With the ability to manage varying aspects of a patient's care, hospitalists can help resolve the disconnect that exists as a patient moves across the continuum of care. A patient may enter the system through the ICU, followed by a transfer to a Medicine Unit, and then be discharged to his primary care physician or a nursing home. The reality of ineffective communication and incomplete hand-offs may result in poor information exchange that impacts the care of the patient. By involving a hospitalist in this process, the coordination of patient care becomes seamless and the chance for medical error decreases.

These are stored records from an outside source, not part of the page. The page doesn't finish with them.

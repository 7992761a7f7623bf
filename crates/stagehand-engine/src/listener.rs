use std::sync::atomic::{AtomicBool, Ordering};
use std::sync::{Arc, OnceLock};

use stagehand_registry::{CompleteHook, Destructor};
use stagehand_types::{CoordinatorError, Key, TaskId, TaskKind};

use crate::coordinator::Coordinator;
use crate::options::{ListenerOptions, TaskContext};

/// Handler shape emitters dispatch to: each fire carries an optional event
/// value.
pub type EmitterHandler<V> = Arc<dyn Fn(Option<V>) + Send + Sync>;

/// User-facing listener handler: owner context plus the event value.
pub type ListenerHandler<V> = Arc<dyn Fn(&TaskContext, Option<&V>) + Send + Sync>;

/// Token an emitter mints per attached handler; the coordinator hands it
/// back to detach.
#[derive(Clone, Copy, Debug, PartialEq, Eq, Hash)]
pub struct HandlerToken(pub u64);

/// What an emitter's detach attempt reported.
#[derive(Clone, Copy, Debug, PartialEq, Eq)]
pub enum DetachOutcome {
    Detached,
    /// The handler was already gone (native once, or detached earlier).
    NotFound,
    /// The emitter offers no way to remove handlers. Clearing such a
    /// listener surfaces `MissingDestructor`; the entry is removed anyway.
    Unsupported,
}

/// The event-source shape listener registrations require: a way to attach
/// a handler, a way to detach it, and optionally native single-shot
/// support.
pub trait Emitter<V>: Send + Sync {
    fn attach(&self, event: &str, handler: EmitterHandler<V>) -> HandlerToken;

    /// Native one-shot attach. Emitters without it return `None` and the
    /// coordinator wraps the handler to detach itself on first fire.
    fn attach_once(&self, event: &str, handler: EmitterHandler<V>) -> Option<HandlerToken> {
        let _ = (event, handler);
        None
    }

    fn detach(&self, event: &str, token: HandlerToken) -> DetachOutcome;
}

impl<V: Clone + Send + 'static> Coordinator<V> {
    /// Subscribe a handler to one or more space-separated events.
    ///
    /// Each event produces an independent registration, grouped under the
    /// event name unless the options force a group. Returns one id per
    /// event, in input order.
    pub fn on<E, F>(
        &self,
        emitter: &Arc<E>,
        events: &str,
        handler: F,
        opts: ListenerOptions,
    ) -> Vec<TaskId>
    where
        E: Emitter<V> + 'static,
        F: Fn(&TaskContext, Option<&V>) + Send + Sync + 'static,
    {
        let handler: ListenerHandler<V> = Arc::new(handler);
        events
            .split_whitespace()
            .map(|event| {
                self.listen_one(
                    emitter,
                    event,
                    handler.clone(),
                    opts.base.clone(),
                    opts.single,
                    Vec::new(),
                )
            })
            .collect()
    }

    /// Subscribe for a single fire per event: `on` with `single` forced.
    pub fn once<E, F>(
        &self,
        emitter: &Arc<E>,
        events: &str,
        handler: F,
        opts: ListenerOptions,
    ) -> Vec<TaskId>
    where
        E: Emitter<V> + 'static,
        F: Fn(&TaskContext, Option<&V>) + Send + Sync + 'static,
    {
        self.on(emitter, events, handler, opts.single(true))
    }

    pub(crate) fn listen_one<E>(
        &self,
        emitter: &Arc<E>,
        event: &str,
        handler: ListenerHandler<V>,
        opts: crate::options::TaskOptions,
        single: bool,
        mut waiters: Vec<CompleteHook<V>>,
    ) -> TaskId
    where
        E: Emitter<V> + 'static,
    {
        let mut opts = opts;
        if opts.group.is_none() {
            opts.group = Some(Key::from(event));
        }
        if let Some(incumbent) = self.try_share(TaskKind::Listener, &mut opts, &mut waiters) {
            return incumbent;
        }

        let id = self.alloc_id();
        let ctx = self.task_context(id, &opts);
        let group = opts.group.clone();
        // Install before attaching so a fire arriving mid-registration
        // finds its link.
        self.install_new(id, TaskKind::Listener, !single, opts, waiters, None);

        let token_cell: Arc<OnceLock<HandlerToken>> = Arc::new(OnceLock::new());
        let weak = self.weak_inner();
        let event_owned = event.to_owned();

        let wrapped: EmitterHandler<V>;
        let wrapped_detaches = Arc::new(AtomicBool::new(false));
        if single {
            let emitter_weak = Arc::downgrade(emitter);
            let token_cell_fire = token_cell.clone();
            let detaches = wrapped_detaches.clone();
            let fire_ctx = ctx.clone();
            let fire_event = event_owned.clone();
            wrapped = Arc::new(move |value: Option<V>| {
                let Some(inner) = weak.upgrade() else {
                    return;
                };
                let link =
                    inner
                        .registry()
                        .take(TaskKind::Listener, fire_ctx.group.as_ref(), fire_ctx.id);
                // Already cleared: the handler is inert.
                let Some(link) = link else {
                    return;
                };
                handler(&fire_ctx, value.as_ref());
                if detaches.load(Ordering::SeqCst) {
                    if let (Some(emitter), Some(token)) =
                        (emitter_weak.upgrade(), token_cell_fire.get())
                    {
                        emitter.detach(&fire_event, *token);
                    }
                }
                link.fire_complete(&Ok(value));
            });
        } else {
            let fire_ctx = ctx.clone();
            wrapped = Arc::new(move |value: Option<V>| {
                let Some(inner) = weak.upgrade() else {
                    return;
                };
                if !inner.registry().is_live(
                    TaskKind::Listener,
                    fire_ctx.group.as_ref(),
                    fire_ctx.id,
                ) {
                    return;
                }
                drop(inner);
                handler(&fire_ctx, value.as_ref());
            });
        }

        let token = if single {
            match emitter.attach_once(event, wrapped.clone()) {
                Some(token) => token,
                None => {
                    wrapped_detaches.store(true, Ordering::SeqCst);
                    emitter.attach(event, wrapped)
                }
            }
        } else {
            emitter.attach(event, wrapped)
        };
        let _ = token_cell.set(token);

        let detach_emitter = Arc::clone(emitter);
        let destructor: Destructor = Box::new(move |_, ctx| {
            let Some(token) = token_cell.get() else {
                return Ok(());
            };
            match detach_emitter.detach(&event_owned, *token) {
                DetachOutcome::Unsupported => Err(CoordinatorError::MissingDestructor {
                    kind: TaskKind::Listener,
                    name: ctx.name.clone().unwrap_or_else(|| event_owned.clone()),
                }),
                _ => Ok(()),
            }
        });
        self.arm_destructor(TaskKind::Listener, group.as_ref(), id, &ctx, destructor);
        id
    }
}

In order to expand the current hospitalist model to the clinically diverse and dynamic model of the future, all stakeholders, from management to physicians, must take proactive steps. Part of this process will involve the development of an economic model that accounts for the value that hospitalist programs bring. The more quantifiable these programs become, the easier it will be to prove their value and implement them in capital-strapped facilities. Another part of moving the hospitalist model to the future centers on relationship management. A lack of understanding of the benefits that hospitalists provide and the roles that they assume in hospitals prevents collaboration with other specialties. Lines of communication must be opened and issues of distrust resolved to facilitate the relationship between hospitalists, the medical staff, and management. Finally we must educate the community about the benefits of hospitalists in the delivery of patient care. The success of hospitalist programs is just as dependent on the development of an external support network as it is on the existence of a strong internal infrastructure.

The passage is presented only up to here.